• **Activity**: Begin with the line containing "walk(child, child_path, hits);" and copy each line exactly through the last line of the entries, inclusive.

::: Input

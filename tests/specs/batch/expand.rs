// SPDX-License-Identifier: BUSL-1.1
// Copyright (c) 2026 Alfred Jean LLC

//! Batch expansion specs

use crate::prelude::*;

fn batch_project(project: &Project) {
    project.file(
        "config_runner.json",
        r#"{"execution_control": {"option": "local"}, "cmd": "echo done > ran.txt", "a": 0, "b": 0}"#,
    );
    project.file(
        "config_pipeline.json",
        r#"{"pipeline": [{"runner": "./config_runner.json", "command": "script"}]}"#,
    );
    project.file(
        "config_batch.json",
        r#"{
            "pipeline_config": "./config_pipeline.json",
            "sets": [
                {"args": {"a": [1, 2], "b": [3, 4]}, "files": ["./config_runner.json"], "set_tag": "s1"}
            ]
        }"#,
    );
}

#[test]
fn dry_run_expands_without_submitting() {
    let project = Project::empty();
    batch_project(&project);

    project
        .swath()
        .args(&["batch", "-c", "config_batch.json", "--dry"])
        .passes()
        .stdout_has("nothing submitted");

    for (name, a, b) in [("s1_a1_b3", "1", "3"), ("s1_a2_b4", "2", "4")] {
        let cfg: serde_json::Value =
            serde_json::from_str(&project.read(&format!("{}/config_runner.json", name))).unwrap();
        assert_eq!(cfg["a"].to_string(), a);
        assert_eq!(cfg["b"].to_string(), b);
        // pipeline file copied verbatim, nothing submitted
        assert!(project.has_file(&format!("{}/config_pipeline.json", name)));
        assert!(!project.has_file(&format!("{}/swath_status.json", name)));
    }
    assert!(project.has_file("batch_jobs.csv"));
}

#[test]
fn full_run_drives_every_generated_pipeline() {
    let project = Project::empty();
    batch_project(&project);

    project
        .swath()
        .args(&["batch", "-c", "config_batch.json"])
        .passes();

    for name in ["s1_a1_b3", "s1_a2_b4"] {
        assert!(project.has_file(&format!("{}/ran.txt", name)));
        assert!(project.has_file(&format!("{}/swath_status.json", name)));
    }
}

#[test]
fn delete_removes_the_index_and_every_directory_it_names() {
    let project = Project::empty();
    batch_project(&project);

    project
        .swath()
        .args(&["batch", "-c", "config_batch.json", "--dry"])
        .passes();
    assert!(project.has_file("s1_a1_b3/config_runner.json"));

    project
        .swath()
        .args(&["batch", "-c", "config_batch.json", "--delete"])
        .passes()
        .stdout_has("removed 2 batch directories");
    assert!(!project.has_file("s1_a1_b3"));
    assert!(!project.has_file("s1_a2_b4"));
    assert!(!project.has_file("batch_jobs.csv"));
    // the source project is untouched
    assert!(project.has_file("config_runner.json"));
}

#[test]
fn expansion_is_deterministic_across_runs() {
    let project = Project::empty();
    batch_project(&project);

    project
        .swath()
        .args(&["batch", "-c", "config_batch.json", "--dry"])
        .passes();
    let first = project.read("s1_a1_b3/config_runner.json");
    let index_first = project.read("batch_jobs.csv");

    project
        .swath()
        .args(&["batch", "-c", "config_batch.json", "--dry"])
        .passes();
    assert_eq!(project.read("s1_a1_b3/config_runner.json"), first);
    assert_eq!(project.read("batch_jobs.csv"), index_first);
}
// SPDX-License-Identifier: BUSL-1.1
// Copyright (c) 2026 Alfred Jean LLC

//! Task and step state machines.

use serde::{Deserialize, Serialize};
use std::fmt;

/// State of a single submitted task.
///
/// The full lifecycle is `not_submitted → submitted → running →
/// {successful|failed}`. A failed task re-enters `submitted` when the
/// pipeline is re-invoked; an explicit reset returns any task to
/// `not_submitted`.
#[derive(Debug, Clone, Copy, Default, PartialEq, Eq, Serialize, Deserialize)]
#[serde(rename_all = "snake_case")]
pub enum TaskState {
    /// No submission recorded yet
    #[default]
    NotSubmitted,
    /// Accepted by the scheduler, not yet started
    Submitted,
    /// Start marker observed
    Running,
    /// Finished with exit status zero
    Successful,
    /// Finished with a recorded error, or reconciled as gone
    Failed,
}

impl TaskState {
    /// Terminal states never change except via reset or re-submission.
    pub fn is_terminal(&self) -> bool {
        matches!(self, TaskState::Successful | TaskState::Failed)
    }

    /// Whether the task occupies a scheduler slot (queued or executing).
    pub fn is_live(&self) -> bool {
        matches!(self, TaskState::Submitted | TaskState::Running)
    }

    /// Whether moving from `self` to `next` is a legal transition.
    pub fn can_transition(&self, next: TaskState) -> bool {
        use TaskState::*;
        match (*self, next) {
            // explicit reset
            (_, NotSubmitted) => true,
            (NotSubmitted, Submitted) => true,
            // local jobs can finish before a start marker lands
            (Submitted, Running) | (Submitted, Successful) | (Submitted, Failed) => true,
            (Running, Successful) | (Running, Failed) => true,
            // a failed task re-submits
            (Failed, Submitted) => true,
            _ => false,
        }
    }
}

impl std::str::FromStr for TaskState {
    type Err = String;

    fn from_str(s: &str) -> Result<Self, Self::Err> {
        match s.to_ascii_lowercase().as_str() {
            "not_submitted" | "not-submitted" => Ok(TaskState::NotSubmitted),
            "submitted" => Ok(TaskState::Submitted),
            "running" => Ok(TaskState::Running),
            "successful" => Ok(TaskState::Successful),
            "failed" => Ok(TaskState::Failed),
            other => Err(format!("unknown task state: {}", other)),
        }
    }
}

impl fmt::Display for TaskState {
    fn fmt(&self, f: &mut fmt::Formatter<'_>) -> fmt::Result {
        match self {
            TaskState::NotSubmitted => write!(f, "not_submitted"),
            TaskState::Submitted => write!(f, "submitted"),
            TaskState::Running => write!(f, "running"),
            TaskState::Successful => write!(f, "successful"),
            TaskState::Failed => write!(f, "failed"),
        }
    }
}

/// Aggregated state of one pipeline step.
#[derive(Debug, Clone, Copy, PartialEq, Eq, Serialize, Deserialize)]
#[serde(rename_all = "snake_case")]
pub enum StepState {
    /// Nothing dispatched yet
    Pending,
    /// At least one task is submitted or running
    Active,
    /// Every task finished successfully
    Done,
    /// No task is live and at least one failed
    Failed,
}

impl StepState {
    /// Fold task states into a step state.
    ///
    /// `Done` iff every task is successful; `Active` iff any task is live;
    /// `Failed` iff none is live and at least one failed. Zero tasks
    /// aggregate to `Pending` (dispatch rejects empty steps upstream).
    pub fn aggregate<'a>(states: impl IntoIterator<Item = &'a TaskState>) -> StepState {
        let mut total = 0usize;
        let mut successful = 0usize;
        let mut failed = 0usize;
        let mut live = 0usize;
        for state in states {
            total += 1;
            match state {
                TaskState::Successful => successful += 1,
                TaskState::Failed => failed += 1,
                TaskState::Submitted | TaskState::Running => live += 1,
                TaskState::NotSubmitted => {}
            }
        }
        if total == 0 {
            StepState::Pending
        } else if successful == total {
            StepState::Done
        } else if live > 0 {
            StepState::Active
        } else if failed > 0 {
            StepState::Failed
        } else {
            StepState::Pending
        }
    }
}

impl fmt::Display for StepState {
    fn fmt(&self, f: &mut fmt::Formatter<'_>) -> fmt::Result {
        match self {
            StepState::Pending => write!(f, "pending"),
            StepState::Active => write!(f, "active"),
            StepState::Done => write!(f, "done"),
            StepState::Failed => write!(f, "failed"),
        }
    }
}

#[cfg(test)]
#[path = "state_tests.rs"]
mod tests;
// SPDX-License-Identifier: BUSL-1.1
// Copyright (c) 2026 Alfred Jean LLC

//! Test helpers for behavioral specifications.

#![allow(clippy::unwrap_used, clippy::expect_used, clippy::panic, dead_code)]

use std::path::{Path, PathBuf};
use std::process::{Command, Output};

/// Locate the swath binary beside the test executable
/// (`target/debug/deps/specs-<hash>` → `target/debug/swath`), falling back
/// to the manifest-relative target directory.
fn swath_binary() -> PathBuf {
    if let Ok(exe) = std::env::current_exe() {
        if let Some(debug_dir) = exe.parent().and_then(|d| d.parent()) {
            let candidate = debug_dir.join("swath");
            if candidate.exists() {
                return candidate;
            }
        }
    }
    Path::new(env!("CARGO_MANIFEST_DIR")).join("target/debug/swath")
}

/// A scratch project directory with a fluent CLI runner.
pub struct Project {
    temp: tempfile::TempDir,
}

impl Project {
    pub fn empty() -> Self {
        Project {
            temp: tempfile::tempdir().expect("create temp project"),
        }
    }

    pub fn path(&self) -> &Path {
        self.temp.path()
    }

    /// Write a file, creating parent directories as needed.
    pub fn file(&self, name: &str, body: &str) -> &Self {
        let path = self.path().join(name);
        if let Some(parent) = path.parent() {
            std::fs::create_dir_all(parent).expect("create fixture dirs");
        }
        std::fs::write(&path, body).expect("write fixture");
        self
    }

    pub fn has_file(&self, name: &str) -> bool {
        self.path().join(name).exists()
    }

    pub fn read(&self, name: &str) -> String {
        std::fs::read_to_string(self.path().join(name)).expect("read project file")
    }

    /// The parsed aggregate status file.
    pub fn status_json(&self) -> serde_json::Value {
        serde_json::from_str(&self.read("swath_status.json")).expect("status json")
    }

    /// A swath invocation rooted in this project.
    pub fn swath(&self) -> CliBuilder {
        CliBuilder {
            dir: self.path().to_path_buf(),
            args: Vec::new(),
            envs: Vec::new(),
        }
    }

    /// Write the standard one-step pipeline: alias `runner`, built-in
    /// `script` entry point, local backend, running `cmd`.
    pub fn single_step(&self, cmd: &str) -> &Self {
        self.file(
            "config_runner.json",
            &format!(
                "{{\"execution_control\": {{\"option\": \"local\"}}, \"cmd\": \"{}\"}}",
                cmd
            ),
        );
        self.file(
            "config_pipeline.json",
            r#"{"pipeline": [{"runner": "./config_runner.json", "command": "script"}]}"#,
        )
    }
}

/// Fluent builder for one CLI invocation.
pub struct CliBuilder {
    dir: PathBuf,
    args: Vec<String>,
    envs: Vec<(String, String)>,
}

impl CliBuilder {
    pub fn args(mut self, args: &[&str]) -> Self {
        self.args.extend(args.iter().map(|s| s.to_string()));
        self
    }

    pub fn env(mut self, key: &str, value: &str) -> Self {
        self.envs.push((key.to_string(), value.to_string()));
        self
    }

    fn run(self) -> Output {
        Command::new(swath_binary())
            .args(&self.args)
            .envs(self.envs)
            .current_dir(&self.dir)
            .output()
            .expect("run swath")
    }

    /// Run and assert exit 0.
    pub fn passes(self) -> RunResult {
        let args = self.args.clone();
        let output = self.run();
        let result = RunResult::from(output);
        assert!(
            result.success,
            "expected `swath {}` to pass\nstdout:\n{}\nstderr:\n{}",
            args.join(" "),
            result.stdout,
            result.stderr
        );
        result
    }

    /// Run and assert a non-zero exit.
    pub fn fails(self) -> RunResult {
        let args = self.args.clone();
        let output = self.run();
        let result = RunResult::from(output);
        assert!(
            !result.success,
            "expected `swath {}` to fail\nstdout:\n{}",
            args.join(" "),
            result.stdout
        );
        result
    }
}

/// Captured output with containment assertions.
pub struct RunResult {
    pub success: bool,
    pub stdout: String,
    pub stderr: String,
}

impl From<Output> for RunResult {
    fn from(output: Output) -> Self {
        RunResult {
            success: output.status.success(),
            stdout: String::from_utf8_lossy(&output.stdout).into_owned(),
            stderr: String::from_utf8_lossy(&output.stderr).into_owned(),
        }
    }
}

impl RunResult {
    pub fn stdout_has(&self, needle: &str) -> &Self {
        assert!(
            self.stdout.contains(needle),
            "stdout missing {:?}:\n{}",
            needle,
            self.stdout
        );
        self
    }

    pub fn stderr_has(&self, needle: &str) -> &Self {
        assert!(
            self.stderr.contains(needle),
            "stderr missing {:?}:\n{}",
            needle,
            self.stderr
        );
        self
    }
}
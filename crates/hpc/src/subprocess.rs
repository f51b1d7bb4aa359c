// SPDX-License-Identifier: BUSL-1.1
// Copyright (c) 2026 Alfred Jean LLC

//! Timeout-wrapped scheduler command execution.

use crate::HpcError;
use std::process::Output;
use std::time::Duration;
use tokio::process::Command;

/// Scheduler round-trips (`sbatch`, `squeue`, `scancel`) finish in seconds
/// on a healthy cluster; a hung control daemon should not hang the driver.
pub const SCHEDULER_TIMEOUT: Duration = Duration::from_secs(30);

/// Run a scheduler command, bounding how long the driver can be suspended.
///
/// The child is killed when the timeout elapses (tokio's `Child` kills on
/// drop). A non-zero exit is reported with captured stderr.
pub async fn run_scheduler_command(
    mut cmd: Command,
    description: &str,
) -> Result<Output, HpcError> {
    let command_err = |message: String| HpcError::SchedulerCommand {
        command: description.to_string(),
        message,
    };

    let output = match tokio::time::timeout(SCHEDULER_TIMEOUT, cmd.output()).await {
        Ok(Ok(output)) => output,
        Ok(Err(io_err)) => return Err(command_err(io_err.to_string())),
        Err(_elapsed) => {
            return Err(command_err(format!(
                "timed out after {}s",
                SCHEDULER_TIMEOUT.as_secs()
            )))
        }
    };

    if !output.status.success() {
        let stderr = String::from_utf8_lossy(&output.stderr);
        return Err(command_err(format!(
            "exit {}: {}",
            output.status.code().unwrap_or(-1),
            stderr.trim()
        )));
    }
    Ok(output)
}
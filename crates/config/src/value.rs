// SPDX-License-Identifier: BUSL-1.1
// Copyright (c) 2026 Alfred Jean LLC

//! Typed accessors over the untyped config tree.
//!
//! Configs are free-form mappings; these helpers fail with a `ConfigError`
//! naming the key and the expected type instead of panicking or silently
//! coercing.

use crate::error::ConfigError;
use serde_json::{Map, Value};

/// Placeholder left by template emission for a value the user must fill in.
pub const REQUIRED: &str = "[REQUIRED]";
/// Placeholder for a value required only when running on a cluster.
pub const REQUIRED_IF_HPC: &str = "[REQUIRED IF ON HPC]";

/// Fetch a key that must be present.
pub fn require<'a>(map: &'a Map<String, Value>, key: &str) -> Result<&'a Value, ConfigError> {
    map.get(key).ok_or_else(|| ConfigError::MissingKey {
        key: key.to_string(),
    })
}

pub fn require_str<'a>(map: &'a Map<String, Value>, key: &str) -> Result<&'a str, ConfigError> {
    require(map, key)?.as_str().ok_or(ConfigError::WrongType {
        key: key.to_string(),
        expected: "string",
    })
}

pub fn require_sequence<'a>(
    map: &'a Map<String, Value>,
    key: &str,
) -> Result<&'a Vec<Value>, ConfigError> {
    require(map, key)?.as_array().ok_or(ConfigError::WrongType {
        key: key.to_string(),
        expected: "sequence",
    })
}

pub fn opt_str<'a>(map: &'a Map<String, Value>, key: &str) -> Result<Option<&'a str>, ConfigError> {
    match map.get(key) {
        None | Some(Value::Null) => Ok(None),
        Some(Value::String(s)) => Ok(Some(s)),
        Some(_) => Err(ConfigError::WrongType {
            key: key.to_string(),
            expected: "string",
        }),
    }
}

/// A string, or a number rendered as one (memory sizes, module versions).
pub fn opt_stringy(map: &Map<String, Value>, key: &str) -> Result<Option<String>, ConfigError> {
    match map.get(key) {
        None | Some(Value::Null) => Ok(None),
        Some(Value::String(s)) => Ok(Some(s.clone())),
        Some(Value::Number(n)) => Ok(Some(n.to_string())),
        Some(_) => Err(ConfigError::WrongType {
            key: key.to_string(),
            expected: "string or number",
        }),
    }
}

pub fn opt_u64(map: &Map<String, Value>, key: &str) -> Result<Option<u64>, ConfigError> {
    match map.get(key) {
        None | Some(Value::Null) => Ok(None),
        Some(value) => value.as_u64().map(Some).ok_or(ConfigError::WrongType {
            key: key.to_string(),
            expected: "non-negative integer",
        }),
    }
}

pub fn opt_f64(map: &Map<String, Value>, key: &str) -> Result<Option<f64>, ConfigError> {
    match map.get(key) {
        None | Some(Value::Null) => Ok(None),
        Some(value) => value.as_f64().map(Some).ok_or(ConfigError::WrongType {
            key: key.to_string(),
            expected: "number",
        }),
    }
}

pub fn opt_mapping<'a>(
    map: &'a Map<String, Value>,
    key: &str,
) -> Result<Option<&'a Map<String, Value>>, ConfigError> {
    match map.get(key) {
        None | Some(Value::Null) => Ok(None),
        Some(Value::Object(inner)) => Ok(Some(inner)),
        Some(_) => Err(ConfigError::WrongType {
            key: key.to_string(),
            expected: "mapping",
        }),
    }
}

/// Depth-first scan for placeholder strings, returning dotted key paths.
pub fn scan_placeholders(value: &Value) -> Vec<String> {
    let mut hits = Vec::new();
    walk(value, String::new(), &mut hits);
    hits
}

/// Fail on the first placeholder found anywhere in the tree.
pub fn reject_placeholders(value: &Value) -> Result<(), ConfigError> {
    match scan_placeholders(value).into_iter().next() {
        Some(key) => Err(ConfigError::Placeholder { key }),
        None => Ok(()),
    }
}

fn walk(value: &Value, path: String, hits: &mut Vec<String>) {
    match value {
        Value::String(s) if s == REQUIRED || s == REQUIRED_IF_HPC => hits.push(path),
        Value::Object(map) => {
            for (key, child) in map {
                let child_path = if path.is_empty() {
                    key.clone()
                } else {
                    format!("{}.{}", path, key)
                };
                walk(child, child_path, hits);
            }
        }
        Value::Array(items) => {
            for (i, child) in items.iter().enumerate() {
                walk(child, format!("{}[{}]", path, i), hits);
            }
        }
        _ => {}
    }
}

#[cfg(test)]
#[path = "value_tests.rs"]
mod tests;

::::::

• **Solved exercise**:
                walk(child, child_path, hits);
            }
        }
        Value::Array(items) => {
            for (i, child) in items.iter().enumerate() {
                walk(child, format!("{}[{}]", path, i), hits);
            }
        }
        _ => {}
    }
}

#[cfg(test)]
#[path = "value_tests.rs"]
mod tests;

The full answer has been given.